However, not all the myristoylated proteins are associated with
membranes. The first protein that has been found myristoylated, cAMP-dependent protein kinase, is not a membrane protein.
In the case of calcineurin, the second protein found myristoylated, the myristoylation seems to not affect the association of the protein with
membranes, and both myristoylated and non-myristoylated proteins are
found in membrane and soluble fractions (10, 11). Interestingly, the
modification has been shown to affect the protein stability of both
proteins (10, 12). This suggests that the myristoyl moiety interacts
with the protein part in a manner analogous to that found in recoverin.
The third possible function of the protein myristoylation, namely the
involvement of the modification in protein-protein interaction, has
been the subject of various studies (10, 13-15). To our knowledge,
however, the last possibility has never been clearly demonstrated.

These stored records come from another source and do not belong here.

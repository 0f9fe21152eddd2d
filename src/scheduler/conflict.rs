use crate::core::aliases::ShotId;
use crate::core::models::Shot;
use crate::core::types::{ClockTime, ShootDate, ShotDuration};
use crate::scheduler::clock::{derive_duration, end_offset};

/// Half-open `[start, end)` interval in minutes from the start of a day.
/// `end` may exceed a day for shots that run past midnight.
#[derive(Debug, Clone, Copy, PartialEq, Eq)]
pub struct MinuteSpan {
    pub start: i32,
    pub end: i32,
}

impl MinuteSpan {
    pub fn new(start: i32, end: i32) -> Self {
        Self { start, end }
    }

    pub fn of_shot(shot: &Shot) -> Self {
        Self::new(shot.start_time.minutes(), shot.end_minutes())
    }

    /// Back-to-back spans (`a.end == b.start`) do not overlap.
    pub fn overlaps(&self, other: &MinuteSpan) -> bool {
        self.start < other.end && self.end > other.start
    }
}

/// How the candidate's window is closed: by an end-time picker or by a
/// typed duration.
#[derive(Debug, Clone, Copy, PartialEq, Eq)]
pub enum SlotEnd {
    At(ClockTime),
    After(ShotDuration),
}

/// A shot being scheduled or edited, before it is accepted.
#[derive(Debug, Clone, Copy, PartialEq, Eq)]
pub struct ShotSlot {
    pub date: ShootDate,
    pub start: ClockTime,
    pub end: SlotEnd,
}

impl ShotSlot {
    pub fn new(date: ShootDate, start: ClockTime, end: SlotEnd) -> Self {
        Self { date, start, end }
    }

    pub fn of_shot(shot: &Shot) -> Self {
        Self::new(shot.date, shot.start_time, SlotEnd::After(shot.duration))
    }

    pub fn duration(&self) -> ShotDuration {
        match self.end {
            SlotEnd::At(end) => derive_duration(self.start, end),
            SlotEnd::After(duration) => duration,
        }
    }

    pub fn span(&self) -> MinuteSpan {
        MinuteSpan::new(self.start.minutes(), end_offset(self.start, self.duration()))
    }
}

/// First shot in `existing` (list order) on the candidate's day whose
/// window overlaps the candidate's. Pure; callers decide whether to block.
pub fn find_conflict<'a>(candidate: &ShotSlot, existing: &'a [Shot]) -> Option<&'a Shot> {
    first_overlap(candidate, existing.iter())
}

/// Same as [`find_conflict`] but ignores the shot being edited.
pub fn find_conflict_excluding<'a>(
    candidate: &ShotSlot,
    existing: &'a [Shot],
    exclude: ShotId,
) -> Option<&'a Shot> {
    first_overlap(candidate, existing.iter().filter(|s| s.id != exclude))
}

fn first_overlap<'a>(
    candidate: &ShotSlot,
    mut shots: impl Iterator<Item = &'a Shot>,
) -> Option<&'a Shot> {
    let span = candidate.span();
    shots.find(|s| s.date == candidate.date && span.overlaps(&MinuteSpan::of_shot(s)))
}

Brain-specific protein CAP-23/NAP-22 has been characterized first in
chicken brain as a cortical cytoskeleton-associated protein of 23 kDa
(16), and its rat homologue was later characterized as a
neuron-specific acidic protein of 22 kDa (17). It is related to another
neuron-specific acidic protein called GAP-43, a major neuronal growth
cone-associated protein (16, 17). Although the physiological function
of the protein has yet to be determined, the involvement in the
synaptogenesis and neuronal plasticity has been suggested (18). Like
the two related proteins, GAP-43 and MARCKS (19), CAP-23/NAP-22 is a
prominent substrate of protein kinase C (PKC), and the phosphorylation
by PKC is regulated by the binding to calmodulin (20). However, unlike
GAP-43 and MARCKS, which have a typical calmodulin-binding domain of
basic amphiphilic nature, CAP-23/NAP-22 lacks any canonical
calmodulin-binding domain (20).
In the present report, we show that NAP-22/CAP-23 isolated from
rat brain is myristoylated and that the modification is directly involved in its interaction with calmodulin. The calmodulin-binding site of the protein was narrowed down to the myristoyl moiety together
with a nine-amino acid N-terminal basic domain. The acyl chain seems to
interact with the hydrophobic pocket of calmodulin, which is usually
occupied by the hydrophobic amino acids of target proteins.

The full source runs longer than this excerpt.